Notably, ML penetrance correlated with disease-relevant clinical outcomes, such as risk of end-stage renal disease for PKD variants and heart failure for HCM variants. ML penetrance also aligned with experimentally derived measures of variant function, reinforcing its biological relevance. Importantly, ML penetrance aided in the evaluation of VUS and previously unknown LoF variants by delineating clinical trajectories—individuals with highly penetrant variants showed perturbed vital signs, electrocardiogram measures, and disease biomarkers over time. For example, individuals with highly ML penetrant FH variants exhibited 119 mg/dl higher low-density lipoprotein cholesterol and those with highly ML penetrant PKD variants had a 40 ml/min lower glomerular filtration rate.
CONCLUSION
This study presents an ML-based blueprint to systematically evaluate penetrance at scale, integrating genomic and clinical phenotype data. By providing refined, individualized disease risk estimates, ML penetrance has the potential to improve variant assessment, guide clinical decision-making, and enhance precision medicine approaches.
ML-based penetrance estimation of genetic variants.

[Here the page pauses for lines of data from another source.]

use super::fx::colors;
use super::numeric::{clamp_finite, safe_non_neg};
use super::state::{GameEvent, SimulationState};
use crate::consts::*;

/// Every tunable the skill system can touch
#[derive(Debug, Clone, PartialEq, Serialize, Deserialize)]
#[serde(default)]
pub struct PlayerStats {
    // === Core ===
    pub health: f64,
    pub max_health: f64,
    pub speed_multi: f64,
    pub bullet_damage: f64,
    pub shoot_interval: f64,
    pub bullet_count: u32,
    pub bullet_speed_multi: f64,
    pub bullet_scale: f64,
    pub bullet_lifetime: f64,
    pub knockback_force: f64,
    pub spread_angle: f64,
    pub pickup_range: f64,
    pub exp_magnet_all: bool,
    pub crit_rate: f64,
    pub crit_damage_multi: f64,
    pub damage_reduction: f64,
    pub exp_multiplier: f64,
    pub regen_rate: f64,
    pub luck_bonus: f64,
    pub move_shoot_penalty: bool,

    // === Bullet variants ===
    pub pierce_count: u32,
    pub lifesteal_chance: f64,
    pub lifesteal_percent: f64,
    pub area_damage_radius: f64,
    pub homing_strength: f64,
    pub split_on_hit: bool,
    pub split_count: u32,
    pub bounce_count: u32,
    pub bullet_gravity_pull: f64,
    pub freeze_chance: f64,
    pub freeze_duration: f64,
    pub burn_chance: f64,
    pub burn_damage: f64,
    pub burn_duration: f64,
    pub burn_spread: bool,
    pub poison_chance: f64,
    pub poison_damage: f64,
    pub poison_duration: f64,
    pub poison_explode: bool,
    pub chain_lightning: bool,
    pub chain_count: u32,
    pub chain_damage_decay: f64,
    pub explosion_knockback: bool,
    pub black_hole_on_death: bool,

    // === Defense ===
    pub orbital_shield_count: u32,
    pub orbital_shield_speed: f64,
    pub orbital_shield_damage: f64,
    pub thorns_damage_percent: f64,
    pub thorns_slow: bool,
    pub dodge_chance: f64,
    pub dodge_invincibility: bool,
    pub iframe_duration: f64,
    pub low_hp_damage_boost: bool,
    pub low_hp_threshold: f64,
    pub low_hp_damage_multi: f64,
    pub berserker_mode: bool,
    pub berserker_threshold: f64,
    pub emergency_heal_active: bool,
    pub phoenix_revive: bool,
    pub phoenix_chance: f64,
    /// Largest single hit as a fraction of max health
    pub damage_cap: f64,
    pub adaptive_armor: bool,
    pub last_stand: bool,
    pub block_chance: f64,
    pub perfect_block_counter: bool,
    pub combat_regen_boost: bool,

    // === Summons ===
    pub drone_count: u32,
    pub drone_damage: f64,
    pub mine_drop_enabled: bool,
    pub mine_drop_interval: f64,
    pub mine_damage: f64,
    pub mine_radius: f64,
    pub turret_count: u32,
    pub turret_aoe: bool,
    pub turret_damage: f64,
    pub blade_orbit_count: u32,
    pub blade_orbit_radius: f64,
    pub blade_orbit_damage: f64,
    pub ghost_count: u32,
    pub ghost_slow: bool,
    pub fire_trail_enabled: bool,
    pub fire_trail_damage: f64,
    pub fire_trail_slow: bool,
    pub meteor_enabled: bool,
    pub meteor_interval: f64,
    pub meteor_count: u32,
    pub meteor_damage: f64,
    pub lightning_aura_enabled: bool,
    pub lightning_aura_radius: f64,
    /// Damage per second inside the aura
    pub lightning_aura_damage: f64,
    pub shadow_clone_count: u32,
    pub shadow_clone_duration: f64,
    pub black_hole_ability: bool,
    pub black_hole_power: f64,

    // === Triggers ===
    pub kill_streak_enabled: bool,
    pub kill_streak_max_bonus: f64,
    pub kill_streak_decay: f64,
    pub kill_heal_amount: f64,
    pub kill_attack_speed_boost: bool,
    pub death_explosion: bool,
    pub death_explosion_radius: f64,
    pub chain_explosion: bool,
    pub rage_on_hit: bool,
    pub rage_damage_bonus: f64,
    pub revenge_enabled: bool,
    pub lucky_crit_chance: f64,
    pub lucky_crit_multi: f64,
    pub execute_enabled: bool,
    pub execute_threshold: f64,
    pub instant_kill_threshold: f64,
    pub overload_chance: f64,
    pub overload_chain: bool,
    pub time_warp_on_kill: bool,

    // === Special ===
    pub charge_attack_enabled: bool,
    pub charge_speed: f64,
    pub charge_max_bonus: f64,
    pub dash_enabled: bool,
    pub dash_cooldown: f64,
    pub dash_damage: bool,
    pub ammo_recovery_chance: f64,
    pub free_attack_chance: f64,
    pub melee_counter_enabled: bool,
    pub all_direction_fire: bool,
    pub recoil_push: bool,
    pub suppression_enabled: bool,
    pub vulnerability_mark: bool,
    pub vulnerability_bonus: f64,
    pub moving_fire_rate_bonus: f64,
    pub stationary_damage_bonus: f64,
    pub gambler_mode: bool,
    pub critical_state_enabled: bool,
    pub symbiosis_enabled: bool,
    pub clearing_bonus: bool,
    pub crowd_control: bool,
    pub momentum_enabled: bool,
    pub momentum_damage: bool,

    // === Blade upgrades ===
    pub blade_orbit_speed: f64,
    pub blade_orbit_scale: f64,
    pub blade_orbit_freeze_chance: f64,
    pub blade_orbit_freeze_duration: f64,
    pub blade_orbit_burn_chance: f64,
    pub blade_orbit_burn_damage: f64,
    pub blade_orbit_burn_duration: f64,
    pub blade_orbit_poison_chance: f64,
    pub blade_orbit_poison_damage: f64,
    pub blade_orbit_poison_duration: f64,
    pub blade_orbit_lifesteal_chance: f64,
    pub blade_orbit_lifesteal_percent: f64,
}

impl Default for PlayerStats {
    fn default() -> Self {
        Self {
            health: PLAYER_START_HEALTH,
            max_health: PLAYER_START_HEALTH,
            speed_multi: 1.0,
            bullet_damage: 15.0,
            shoot_interval: 0.6,
            bullet_count: 1,
            bullet_speed_multi: 1.0,
            bullet_scale: 1.0,
            bullet_lifetime: 1.5,
            knockback_force: 0.0,
            spread_angle: 0.15,
            pickup_range: 100.0,
            exp_magnet_all: false,
            crit_rate: 0.05,
            crit_damage_multi: 2.0,
            damage_reduction: 0.0,
            exp_multiplier: 1.0,
            regen_rate: 0.0,
            luck_bonus: 0.0,
            move_shoot_penalty: true,

            pierce_count: 0,
            lifesteal_chance: 0.0,
            lifesteal_percent: 0.2,
            area_damage_radius: 0.0,
            homing_strength: 0.0,
            split_on_hit: false,
            split_count: 0,
            bounce_count: 0,
            bullet_gravity_pull: 0.0,
            freeze_chance: 0.0,
            freeze_duration: 0.0,
            burn_chance: 0.0,
            burn_damage: 0.0,
            burn_duration: 0.0,
            burn_spread: false,
            poison_chance: 0.0,
            poison_damage: 0.0,
            poison_duration: 0.0,
            poison_explode: false,
            chain_lightning: false,
            chain_count: 0,
            chain_damage_decay: 0.7,
            explosion_knockback: false,
            black_hole_on_death: false,

            orbital_shield_count: 0,
            orbital_shield_speed: 1.0,
            orbital_shield_damage: 20.0,
            thorns_damage_percent: 0.0,
            thorns_slow: false,
            dodge_chance: 0.0,
            dodge_invincibility: false,
            iframe_duration: 0.5,
            low_hp_damage_boost: false,
            low_hp_threshold: 0.2,
            low_hp_damage_multi: 1.5,
            berserker_mode: false,
            berserker_threshold: 0.3,
            emergency_heal_active: false,
            phoenix_revive: false,
            phoenix_chance: 0.0,
            damage_cap: 1.0,
            adaptive_armor: false,
            last_stand: false,
            block_chance: 0.0,
            perfect_block_counter: false,
            combat_regen_boost: false,

            drone_count: 0,
            drone_damage: 10.0,
            mine_drop_enabled: false,
            mine_drop_interval: 2.0,
            mine_damage: 50.0,
            mine_radius: 60.0,
            turret_count: 0,
            turret_aoe: false,
            turret_damage: 10.0,
            blade_orbit_count: 0,
            blade_orbit_radius: 120.0,
            blade_orbit_damage: 12.0,
            ghost_count: 0,
            ghost_slow: false,
            fire_trail_enabled: false,
            fire_trail_damage: 8.0,
            fire_trail_slow: false,
            meteor_enabled: false,
            meteor_interval: 10.0,
            meteor_count: 1,
            meteor_damage: 80.0,
            lightning_aura_enabled: false,
            lightning_aura_radius: 0.0,
            lightning_aura_damage: 5.0,
            shadow_clone_count: 0,
            shadow_clone_duration: 5.0,
            black_hole_ability: false,
            black_hole_power: 1.0,

            kill_streak_enabled: false,
            kill_streak_max_bonus: 1.0,
            kill_streak_decay: 1.0,
            kill_heal_amount: 0.0,
            kill_attack_speed_boost: false,
            death_explosion: false,
            death_explosion_radius: 50.0,
            chain_explosion: false,
            rage_on_hit: false,
            rage_damage_bonus: 0.0,
            revenge_enabled: false,
            lucky_crit_chance: 0.0,
            lucky_crit_multi: 10.0,
            execute_enabled: false,
            execute_threshold: 0.0,
            instant_kill_threshold: 0.0,
            overload_chance: 0.0,
            overload_chain: false,
            time_warp_on_kill: false,

            charge_attack_enabled: false,
            charge_speed: 1.0,
            charge_max_bonus: 2.0,
            dash_enabled: false,
            dash_cooldown: 3.0,
            dash_damage: false,
            ammo_recovery_chance: 0.0,
            free_attack_chance: 0.0,
            melee_counter_enabled: false,
            all_direction_fire: false,
            recoil_push: false,
            suppression_enabled: false,
            vulnerability_mark: false,
            vulnerability_bonus: 0.0,
            moving_fire_rate_bonus: 0.0,
            stationary_damage_bonus: 0.0,
            gambler_mode: false,
            critical_state_enabled: false,
            symbiosis_enabled: false,
            clearing_bonus: false,
            crowd_control: false,
            momentum_enabled: false,
            momentum_damage: false,

            blade_orbit_speed: 1.0,
            blade_orbit_scale: 1.0,
            blade_orbit_freeze_chance: 0.0,
            blade_orbit_freeze_duration: 0.0,
            blade_orbit_burn_chance: 0.0,
            blade_orbit_burn_damage: 0.0,
            blade_orbit_burn_duration: 0.0,
            blade_orbit_poison_chance: 0.0,
            blade_orbit_poison_damage: 0.0,
            blade_orbit_poison_duration: 0.0,
            blade_orbit_lifesteal_chance: 0.0,
            blade_orbit_lifesteal_percent: 0.2,
        }
    }
}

Routine clinical measurements analyzed by ML generate continuous disease scores, which are integrated with genetic data to assess the penetrance of rare variants in disease-predisposition genes. ML-based penetrance correlates with an individual’s clinical outcomes and biomarkers and refines risk assessment of variants beyond traditional pathogenicity categories, presenting a scalable strategy for precision medicine. [Figure created with BioRender.com]
Abstract
Accurate variant penetrance estimation is crucial for precision medicine. We constructed machine learning (ML) models for 10 diseases using 1,347,298 participants with electronic health records, then applied them to an independent cohort with linked exome data. Resulting probabilities were used to evaluate ML penetrance of 1648 rare variants in 31 autosomal dominant disease-predisposition genes. ML penetrance was variable across variant classes, but highest for pathogenic and loss-of-function variants, and was associated with clinical outcomes and functional data. Compared with conventional case-versus-control approaches, ML penetrance provided refined quantitative estimates and aided the interpretation of variants of uncertain significance and loss-of-function variants by delineating clinical trajectories over time. By leveraging ML and deep phenotyping, we present a scalable approach to accurately quantify disease risk of variants.